Which memory structure types would you use where and why (lists, dictionaries, stacks, queues...) to improve performance?
Addendum: The whole problem is even more complex
There're also additional complexities that I didn't mention since I wanted to simplify my question to make it more clear. So. There's also:
Place.IList<Permission>
Person.IList<DateRangePermission>
So places require particular permissions and people have a limited time permission grants that expire.
Additional to that, there's also
Person.IList<DateRangeTimingRestriction>
which tells only particular times that person can go somewhere during particular date range. And
Person.IList<DateRangePlacePriorities>
Which defines place prioritization for a particular date range.
And during this process of getting applicable people I also have to calculate certain factor per every person per every place that's related to the:
number of places that a person can visit on particular day
person's place priority factor on that particular day
All these are the reasons why I decided to rather manipulate this data in memory than using a very complex stored procedure that would also be doing multiple table scans to get factors per person and place and day.

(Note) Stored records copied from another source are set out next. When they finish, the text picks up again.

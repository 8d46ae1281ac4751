//! The record store collaborator.
//!
//! The store owns storage, encryption and indexing. This crate only talks to
//! it through [`RecordStore`], one callback-style method per native call.
//! Structured inputs travel as JSON strings, the same way the native engine
//! receives them.

use crate::bridge::CompletionSink;
use crate::handle::{SearchHandle, WalletHandle};

/// Callback-style access to an encrypted record store.
///
/// Every method must complete its sink exactly once, either before returning
/// or later from any thread. A sink completed with a non-zero code reports
/// the store's failure; see [`crate::ErrorKind::from_code`].
///
/// Tags whose names start with `~` are stored unencrypted and support every
/// query operator. All other tags are encrypted and only support exact
/// matching.
pub trait RecordStore: Send + Sync {
    /// Adds a new record. `tags_json` is a JSON object of tag names to values.
    fn add_record(
        &self,
        wallet: WalletHandle,
        record_type: &str,
        id: &str,
        value: &str,
        tags_json: &str,
        sink: CompletionSink<()>,
    );

    /// Replaces the value of an existing record.
    fn update_record_value(
        &self,
        wallet: WalletHandle,
        record_type: &str,
        id: &str,
        value: &str,
        sink: CompletionSink<()>,
    );

    /// Replaces all tags of an existing record.
    fn update_record_tags(
        &self,
        wallet: WalletHandle,
        record_type: &str,
        id: &str,
        tags_json: &str,
        sink: CompletionSink<()>,
    );

    /// Merges tags into an existing record, overwriting equally named ones.
    fn add_record_tags(
        &self,
        wallet: WalletHandle,
        record_type: &str,
        id: &str,
        tags_json: &str,
        sink: CompletionSink<()>,
    );

    /// Removes the named tags from an existing record. `tag_names_json` is a
    /// JSON list of names.
    fn delete_record_tags(
        &self,
        wallet: WalletHandle,
        record_type: &str,
        id: &str,
        tag_names_json: &str,
        sink: CompletionSink<()>,
    );

    /// Deletes a record.
    fn delete_record(
        &self,
        wallet: WalletHandle,
        record_type: &str,
        id: &str,
        sink: CompletionSink<()>,
    );

    /// Completes with the JSON encoding of one record, shaped by
    /// `options_json`.
    fn get_record(
        &self,
        wallet: WalletHandle,
        record_type: &str,
        id: &str,
        options_json: &str,
        sink: CompletionSink<String>,
    );

    /// Starts a search over the records of `record_type` matching
    /// `query_json` and completes with its handle.
    fn open_search(
        &self,
        wallet: WalletHandle,
        record_type: &str,
        query_json: &str,
        options_json: &str,
        sink: CompletionSink<SearchHandle>,
    );

    /// Completes with the JSON encoding of the next batch of at most `count`
    /// records.
    fn fetch_next_records(
        &self,
        wallet: WalletHandle,
        search: SearchHandle,
        count: usize,
        sink: CompletionSink<String>,
    );

    /// Releases a search. The handle is invalid afterwards.
    fn close_search(&self, search: SearchHandle, sink: CompletionSink<()>);
}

I think such stored procedure would be way to complex to handle and maintain. So I rather get all the data first (put it appropriate memory structures to aid performance) and then mangle with it in memory.

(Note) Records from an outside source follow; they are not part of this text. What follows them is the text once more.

//! Handles the creation and verification of (Ethereum style) signatures.
//!
//! The engine never trusts a caller's claim that a counterparty agreed to a
//! settlement. It recovers the signer from the 65 byte recoverable signature
//! and compares it with the participant's address.

use crate::types::{Address, Hash, Signature};
use sha3::{Digest, Keccak256};

mod k256;
pub use self::k256::{recover_signer, Error, Signer};


/// Add the `\x19Ethereum Signed Message\n<length>` prefix to hash.
///
/// Wallets apply this prefix before signing arbitrary data, so a settlement
/// signature can never double as a transaction signature.
fn hash_to_eth_signed_msg_hash(hash: Hash) -> Hash {
    // Packed encoding => We can't use the serializer
    let mut hasher = Keccak256::new();
    hasher.update(b"\x19Ethereum Signed Message:\n32");
    hasher.update(hash.0);
    Hash(hasher.finalize().into())
}

/// Decides whether a signature authorizes `signer`'s consent to `msg`.
///
/// Implementations must bind to the exact message: a signature over one
/// settlement hash must not verify for any other.
pub trait Verifier {
    fn verify(&self, msg: Hash, sig: &Signature, signer: Address) -> bool;
}

/// Verifies recoverable secp256k1 signatures by recovering the signing
/// address and comparing it with the claimed signer.
#[derive(Debug, Default, Clone, Copy)]
pub struct EcdsaVerifier;

impl Verifier for EcdsaVerifier {
    fn verify(&self, msg: Hash, sig: &Signature, signer: Address) -> bool {
        match recover_signer(msg, *sig) {
            Ok(recovered) => recovered == signer,
            Err(_) => false,
        }
    }
}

I suggest using a relational database and writing a stored procedure to retrieve the "set of People applicable for Place and on Day".
The stored procedure approach would not be complex nor difficult to maintain if the model is architected properly. Additionally, relational databases have primary keys and indexing to avoid table scans.

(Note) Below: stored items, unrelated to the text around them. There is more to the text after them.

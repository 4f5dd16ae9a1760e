use super::*;
use crate::{
    config::Config,
    escrow::{EscrowGateway, MemoryEscrow, TransferError},
    sig::{Signer, Verifier},
    types::{Address, ChannelId, Hash, Signature, U256},
};
use rand::{rngs::StdRng, SeedableRng};

const ID: &[u8] = &[0xAA];
const OWNER: Address = Address([0x0E; 20]);
const START_BALANCE: u64 = 10_000;

struct Fixture {
    engine: ChannelEngine<MemoryEscrow>,
    alice: Signer,
    bob: Signer,
}

impl Fixture {
    fn new() -> Self {
        Self::with_config(Config::new(OWNER))
    }

    fn with_config(config: Config) -> Self {
        // Do not use that on any real device, this is just for testing.
        let mut rng = StdRng::seed_from_u64(0);
        let alice = Signer::new(&mut rng);
        let bob = Signer::new(&mut rng);

        let mut escrow = MemoryEscrow::new();
        escrow.mint(alice.address(), amt(START_BALANCE)).unwrap();
        escrow.mint(bob.address(), amt(START_BALANCE)).unwrap();

        Self {
            engine: ChannelEngine::new(config, escrow),
            alice,
            bob,
        }
    }

    fn a(&self) -> Address {
        self.alice.address()
    }

    fn b(&self) -> Address {
        self.bob.address()
    }

    fn alice_at(&self, height: u64) -> CallContext {
        CallContext::new(self.a(), height)
    }

    fn bob_at(&self, height: u64) -> CallContext {
        CallContext::new(self.b(), height)
    }

    fn open(&mut self, deposit: u64) {
        let ctx = self.alice_at(1);
        let b = self.b();
        self.engine.create_channel(ctx, ID, b, amt(deposit)).unwrap();
    }

    fn info(&self) -> ChannelRecord {
        self.engine.get_channel_info(ID, self.a(), self.b()).unwrap()
    }

    fn balance_of(&self, account: Address) -> U256 {
        self.engine.escrow().balance_of(account)
    }

    fn close(&mut self, split: (u64, u64), sig_a: Signature, sig_b: Signature) -> Result<(), ChannelError> {
        let ctx = self.alice_at(5);
        let b = self.b();
        self.engine.close_channel_cooperative(
            ctx,
            ID,
            b,
            amt(split.0),
            amt(split.1),
            &sig_a.0,
            &sig_b.0,
        )
    }

    fn initiate(&mut self, height: u64, split: (u64, u64), sig: Signature) -> Result<(), ChannelError> {
        let ctx = self.alice_at(height);
        let b = self.b();
        self.engine
            .initiate_unilateral_close(ctx, ID, b, amt(split.0), amt(split.1), &sig.0)
    }

    fn resolve(&mut self, height: u64) -> Result<(), ChannelError> {
        let ctx = self.alice_at(height);
        let b = self.b();
        self.engine.resolve_unilateral_close(ctx, ID, b)
    }

    fn assert_all_conserved(&self) {
        for (key, record) in self.engine.ledger().iter() {
            assert!(record.is_conserved(), "{:?}: {:?}", key, record);
        }
    }
}

fn amt(v: u64) -> U256 {
    U256::from(v)
}

fn sign(signer: &Signer, id: &[u8], a: u64, b: u64) -> Signature {
    let id = ChannelId::try_from(id).unwrap();
    signer
        .sign_eth(settlement_hash(id, amt(a), amt(b)).unwrap())
        .unwrap()
}

#[test]
fn create_locks_deposit_on_creator_side() {
    let mut f = Fixture::new();
    f.open(1000);

    let record = f.info();
    assert_eq!(record.total_deposited, amt(1000));
    assert_eq!(record.balance_a, amt(1000));
    assert_eq!(record.balance_b, amt(0));
    assert!(record.is_open);
    assert_eq!(record.dispute_deadline, 0);
    assert_eq!(record.nonce, 0);
    assert_eq!(record.phase(), ChannelPhase::Open);

    assert_eq!(f.balance_of(f.a()), amt(START_BALANCE - 1000));
    assert_eq!(f.engine.custody_balance(), amt(1000));
}

#[test]
fn create_twice_fails_without_effect() {
    let mut f = Fixture::new();
    f.open(1000);

    let (ctx, b) = (f.alice_at(2), f.b());
    assert_eq!(
        f.engine.create_channel(ctx, ID, b, amt(50)),
        Err(ChannelError::ChannelExists)
    );
    assert_eq!(f.info().total_deposited, amt(1000));
    assert_eq!(f.engine.custody_balance(), amt(1000));
    assert_eq!(f.balance_of(f.a()), amt(START_BALANCE - 1000));
}

#[test]
fn create_rejects_malformed_input() {
    let mut f = Fixture::new();
    let (ctx, a, b) = (f.alice_at(1), f.a(), f.b());

    assert_eq!(
        f.engine.create_channel(ctx, &[], b, amt(10)),
        Err(ChannelError::InvalidInput(InvalidInputReason::ChannelIdLength(0)))
    );
    assert_eq!(
        f.engine.create_channel(ctx, &[1u8; 33], b, amt(10)),
        Err(ChannelError::InvalidInput(InvalidInputReason::ChannelIdLength(33)))
    );
    assert_eq!(
        f.engine.create_channel(ctx, ID, b, amt(0)),
        Err(ChannelError::InvalidInput(InvalidInputReason::ZeroAmount))
    );
    assert_eq!(
        f.engine.create_channel(ctx, ID, a, amt(10)),
        Err(ChannelError::InvalidInput(InvalidInputReason::SelfDealing))
    );
    assert!(f.engine.ledger().is_empty());
    assert!(f.engine.custody_balance().is_zero());
}

#[test]
fn create_with_insufficient_funds_records_nothing() {
    let mut f = Fixture::new();
    let (ctx, b) = (f.alice_at(1), f.b());

    let err = f
        .engine
        .create_channel(ctx, ID, b, amt(START_BALANCE + 1))
        .unwrap_err();
    assert_eq!(
        err,
        ChannelError::Transfer(TransferError::InsufficientBalance {
            available: amt(START_BALANCE),
            requested: amt(START_BALANCE + 1),
        })
    );
    assert!(f.engine.get_channel_info(ID, f.a(), f.b()).is_none());
}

The only way to speed things up using collections would be:
change the collection type. You could use a KeyedCollection, IDictionary<> or even a disconnected recordset. Disconnected recordsets also give you the ability to set foreign keys to child recordsets, however I think this would be a fairly complex pattern to use.
maintain a collection within a collection - basically the same concept as a parent / child relationship with a foreign key. The object references will only be pointers to the original object's memory space or, if you're using a keyed collection you could simply store the index of the other collection.
maintain boolean properties that can allow you to skip iterations if true or false. For example, as you build your entities, set a boolean of "HasPlaceXPermission". if the value is false, you know not to retrieve information related to place X.
maintain flags - flags can be a very good optimization technique when used properly. Similar to #3, flags can be used to determine permissions very quickly, for example if((person.PlacePermissions & (Place.Colorado | Place.Florida) > 0) // do date/time scan on Colorado and Florida, else don't.
It's difficult to know which collection types I would use based upon the information you have provided, I would need a larger scope of the application to determine that architecturally. For example, where is the data stored, how is it retrieved, how is it prepared and how is it presented? Knowing how the application is architected would help to determine its optimization points.
You can't avoid O(n^2) as the minimal iteration you need is to pass every Place and every Date element to find a match for a given Person.
I think the best way is to use a DB similar to SQL server and run your query in SQL as a store procedure.
The date range is presumably fairly limited, perhaps never more than a few years. Call it constant. When you say, for each of those combinations, you need to "get a set of people applicable", then it's pretty clear: if you really do need to get all that data, then you can't improve the complexity of you solution, because you need to return a result for each combination.
Don't worry about complexity unless you're having trouble scaling with large numbers of people. Ordinary profiling is the place to start if you're having performance problems. O(#locations * #people) is not so bad.